● SUPPLIED DATA:
--- START ---

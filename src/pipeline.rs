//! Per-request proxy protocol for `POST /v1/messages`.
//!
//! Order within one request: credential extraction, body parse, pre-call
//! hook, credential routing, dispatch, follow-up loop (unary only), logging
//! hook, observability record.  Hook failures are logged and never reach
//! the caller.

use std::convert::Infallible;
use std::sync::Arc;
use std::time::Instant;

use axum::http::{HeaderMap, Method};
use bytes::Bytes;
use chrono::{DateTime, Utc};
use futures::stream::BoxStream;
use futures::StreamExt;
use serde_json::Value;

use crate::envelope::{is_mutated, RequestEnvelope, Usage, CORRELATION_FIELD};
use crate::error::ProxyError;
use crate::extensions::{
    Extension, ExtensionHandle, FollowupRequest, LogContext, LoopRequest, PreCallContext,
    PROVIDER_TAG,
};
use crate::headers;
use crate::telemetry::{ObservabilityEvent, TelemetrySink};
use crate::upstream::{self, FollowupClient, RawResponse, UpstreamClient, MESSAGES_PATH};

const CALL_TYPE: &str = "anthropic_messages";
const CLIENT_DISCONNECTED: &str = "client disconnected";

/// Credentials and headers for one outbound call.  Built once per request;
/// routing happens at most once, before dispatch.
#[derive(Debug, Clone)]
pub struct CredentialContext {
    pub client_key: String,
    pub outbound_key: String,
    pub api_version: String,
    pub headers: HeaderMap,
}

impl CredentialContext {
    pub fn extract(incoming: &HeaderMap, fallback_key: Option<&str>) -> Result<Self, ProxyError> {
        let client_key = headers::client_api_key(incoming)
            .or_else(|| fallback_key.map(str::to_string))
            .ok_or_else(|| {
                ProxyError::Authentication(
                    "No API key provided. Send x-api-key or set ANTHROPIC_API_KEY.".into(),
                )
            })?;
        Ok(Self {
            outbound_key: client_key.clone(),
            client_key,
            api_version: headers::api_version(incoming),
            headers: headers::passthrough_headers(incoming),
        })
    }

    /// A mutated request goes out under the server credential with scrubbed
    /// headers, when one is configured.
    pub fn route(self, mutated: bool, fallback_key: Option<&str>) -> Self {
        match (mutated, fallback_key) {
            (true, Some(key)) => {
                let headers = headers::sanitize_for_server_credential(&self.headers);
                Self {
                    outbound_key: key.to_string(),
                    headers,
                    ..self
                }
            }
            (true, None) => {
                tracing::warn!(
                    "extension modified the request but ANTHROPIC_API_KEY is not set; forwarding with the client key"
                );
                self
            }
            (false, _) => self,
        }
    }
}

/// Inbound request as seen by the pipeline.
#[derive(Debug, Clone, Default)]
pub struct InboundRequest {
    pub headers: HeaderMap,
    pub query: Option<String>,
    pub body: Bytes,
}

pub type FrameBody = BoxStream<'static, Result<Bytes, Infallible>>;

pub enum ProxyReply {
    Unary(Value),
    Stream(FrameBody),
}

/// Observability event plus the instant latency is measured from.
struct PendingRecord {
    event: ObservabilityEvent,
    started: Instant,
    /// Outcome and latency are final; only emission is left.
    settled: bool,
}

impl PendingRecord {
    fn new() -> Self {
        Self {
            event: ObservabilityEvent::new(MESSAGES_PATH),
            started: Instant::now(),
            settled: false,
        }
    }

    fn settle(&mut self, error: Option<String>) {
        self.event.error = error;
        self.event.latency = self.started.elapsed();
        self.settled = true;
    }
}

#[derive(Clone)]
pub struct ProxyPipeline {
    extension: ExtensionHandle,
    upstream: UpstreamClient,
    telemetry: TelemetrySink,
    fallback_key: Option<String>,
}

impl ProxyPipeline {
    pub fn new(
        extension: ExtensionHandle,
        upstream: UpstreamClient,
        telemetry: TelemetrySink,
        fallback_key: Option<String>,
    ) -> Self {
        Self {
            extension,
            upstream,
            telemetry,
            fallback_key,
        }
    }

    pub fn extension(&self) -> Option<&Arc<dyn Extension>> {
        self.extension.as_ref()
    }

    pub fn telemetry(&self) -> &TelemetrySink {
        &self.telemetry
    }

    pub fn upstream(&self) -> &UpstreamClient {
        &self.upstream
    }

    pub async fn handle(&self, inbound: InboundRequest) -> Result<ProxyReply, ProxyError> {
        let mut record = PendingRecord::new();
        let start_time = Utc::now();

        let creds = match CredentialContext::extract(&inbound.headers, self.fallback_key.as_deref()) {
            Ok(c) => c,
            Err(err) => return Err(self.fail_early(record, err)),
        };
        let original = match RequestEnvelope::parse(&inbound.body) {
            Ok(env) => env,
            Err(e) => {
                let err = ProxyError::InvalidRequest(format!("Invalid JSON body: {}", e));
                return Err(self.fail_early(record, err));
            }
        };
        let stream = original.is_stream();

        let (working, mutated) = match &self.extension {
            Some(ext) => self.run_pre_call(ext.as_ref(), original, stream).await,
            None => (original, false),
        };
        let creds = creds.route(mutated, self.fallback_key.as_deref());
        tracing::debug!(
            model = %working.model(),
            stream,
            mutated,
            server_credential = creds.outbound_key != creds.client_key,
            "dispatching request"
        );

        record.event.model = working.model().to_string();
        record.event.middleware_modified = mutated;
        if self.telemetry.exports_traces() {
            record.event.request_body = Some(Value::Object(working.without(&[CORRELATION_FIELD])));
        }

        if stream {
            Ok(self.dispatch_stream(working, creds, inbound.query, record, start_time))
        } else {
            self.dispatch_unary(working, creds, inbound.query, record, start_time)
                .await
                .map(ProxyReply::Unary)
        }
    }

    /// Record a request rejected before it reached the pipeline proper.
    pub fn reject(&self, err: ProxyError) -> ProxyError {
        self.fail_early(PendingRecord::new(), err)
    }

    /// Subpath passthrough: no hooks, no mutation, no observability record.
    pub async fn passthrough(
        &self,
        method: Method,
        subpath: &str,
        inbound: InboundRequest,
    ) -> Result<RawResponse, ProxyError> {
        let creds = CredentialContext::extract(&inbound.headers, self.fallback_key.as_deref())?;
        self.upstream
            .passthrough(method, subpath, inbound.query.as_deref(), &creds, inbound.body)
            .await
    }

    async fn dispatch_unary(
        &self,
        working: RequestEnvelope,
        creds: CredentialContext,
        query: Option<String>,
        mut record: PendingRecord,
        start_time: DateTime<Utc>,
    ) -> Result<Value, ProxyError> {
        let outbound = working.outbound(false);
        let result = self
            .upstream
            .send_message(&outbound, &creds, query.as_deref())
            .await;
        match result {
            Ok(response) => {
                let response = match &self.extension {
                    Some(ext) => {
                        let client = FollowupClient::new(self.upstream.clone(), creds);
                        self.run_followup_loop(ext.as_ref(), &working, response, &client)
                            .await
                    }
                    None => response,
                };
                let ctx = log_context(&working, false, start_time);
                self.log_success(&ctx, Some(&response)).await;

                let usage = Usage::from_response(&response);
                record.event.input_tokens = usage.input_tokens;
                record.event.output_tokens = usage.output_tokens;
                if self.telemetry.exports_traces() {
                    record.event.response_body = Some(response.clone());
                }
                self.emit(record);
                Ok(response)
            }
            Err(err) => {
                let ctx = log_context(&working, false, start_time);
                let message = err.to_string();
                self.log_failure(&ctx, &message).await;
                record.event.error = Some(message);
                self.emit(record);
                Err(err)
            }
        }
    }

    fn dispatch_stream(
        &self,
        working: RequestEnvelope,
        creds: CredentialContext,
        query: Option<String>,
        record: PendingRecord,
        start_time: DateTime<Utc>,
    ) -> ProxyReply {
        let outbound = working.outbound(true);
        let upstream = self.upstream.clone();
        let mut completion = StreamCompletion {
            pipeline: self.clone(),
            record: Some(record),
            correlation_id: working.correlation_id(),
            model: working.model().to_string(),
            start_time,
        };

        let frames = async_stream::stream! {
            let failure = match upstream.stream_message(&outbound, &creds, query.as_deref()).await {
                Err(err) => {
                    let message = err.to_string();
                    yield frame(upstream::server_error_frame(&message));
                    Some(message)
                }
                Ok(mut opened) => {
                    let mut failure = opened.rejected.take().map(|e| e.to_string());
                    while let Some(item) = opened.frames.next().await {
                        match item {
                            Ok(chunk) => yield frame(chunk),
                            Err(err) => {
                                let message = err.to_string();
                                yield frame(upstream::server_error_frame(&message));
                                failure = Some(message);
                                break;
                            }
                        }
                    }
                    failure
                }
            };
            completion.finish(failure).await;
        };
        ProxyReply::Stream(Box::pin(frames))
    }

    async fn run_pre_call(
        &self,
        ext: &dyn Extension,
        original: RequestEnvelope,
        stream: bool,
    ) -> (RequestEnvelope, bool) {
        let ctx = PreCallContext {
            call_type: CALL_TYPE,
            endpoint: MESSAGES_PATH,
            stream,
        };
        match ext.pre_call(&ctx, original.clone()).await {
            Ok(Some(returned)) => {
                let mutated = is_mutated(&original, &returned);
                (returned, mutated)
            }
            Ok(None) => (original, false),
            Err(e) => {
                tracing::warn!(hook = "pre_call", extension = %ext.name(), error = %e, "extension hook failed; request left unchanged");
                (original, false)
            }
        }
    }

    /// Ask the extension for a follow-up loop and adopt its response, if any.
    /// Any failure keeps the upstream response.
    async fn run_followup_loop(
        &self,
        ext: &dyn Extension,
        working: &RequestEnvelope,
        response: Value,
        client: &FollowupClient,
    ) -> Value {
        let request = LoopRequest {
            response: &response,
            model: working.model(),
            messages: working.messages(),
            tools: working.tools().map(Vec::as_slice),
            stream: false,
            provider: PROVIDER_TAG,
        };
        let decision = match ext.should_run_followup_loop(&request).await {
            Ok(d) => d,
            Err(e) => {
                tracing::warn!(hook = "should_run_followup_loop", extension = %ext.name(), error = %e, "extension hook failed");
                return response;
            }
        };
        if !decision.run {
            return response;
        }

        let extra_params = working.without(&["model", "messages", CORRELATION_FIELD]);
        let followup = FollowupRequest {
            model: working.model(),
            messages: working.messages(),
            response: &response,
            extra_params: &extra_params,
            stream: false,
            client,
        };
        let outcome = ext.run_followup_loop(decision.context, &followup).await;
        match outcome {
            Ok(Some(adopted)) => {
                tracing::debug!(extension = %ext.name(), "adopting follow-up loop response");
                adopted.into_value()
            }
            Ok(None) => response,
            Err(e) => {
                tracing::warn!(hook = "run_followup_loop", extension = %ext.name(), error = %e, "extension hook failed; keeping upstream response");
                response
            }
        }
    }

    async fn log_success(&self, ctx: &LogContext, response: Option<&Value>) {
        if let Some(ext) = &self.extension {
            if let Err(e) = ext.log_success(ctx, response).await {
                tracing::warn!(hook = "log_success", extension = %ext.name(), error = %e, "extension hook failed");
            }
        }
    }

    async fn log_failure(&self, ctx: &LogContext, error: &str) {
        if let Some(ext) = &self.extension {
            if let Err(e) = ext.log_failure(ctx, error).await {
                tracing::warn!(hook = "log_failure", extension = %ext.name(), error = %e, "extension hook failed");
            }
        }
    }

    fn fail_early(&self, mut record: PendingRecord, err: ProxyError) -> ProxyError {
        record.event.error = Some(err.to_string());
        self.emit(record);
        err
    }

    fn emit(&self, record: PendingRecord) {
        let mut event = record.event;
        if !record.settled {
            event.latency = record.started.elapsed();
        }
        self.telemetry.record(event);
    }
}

--- END ---

● TASK OBJECTIVE: Whenever the word "warn" shows up in a line, that line counts. Say how many lines of the data count, giving the number alone.

● PROBLEM SOLUTION: 6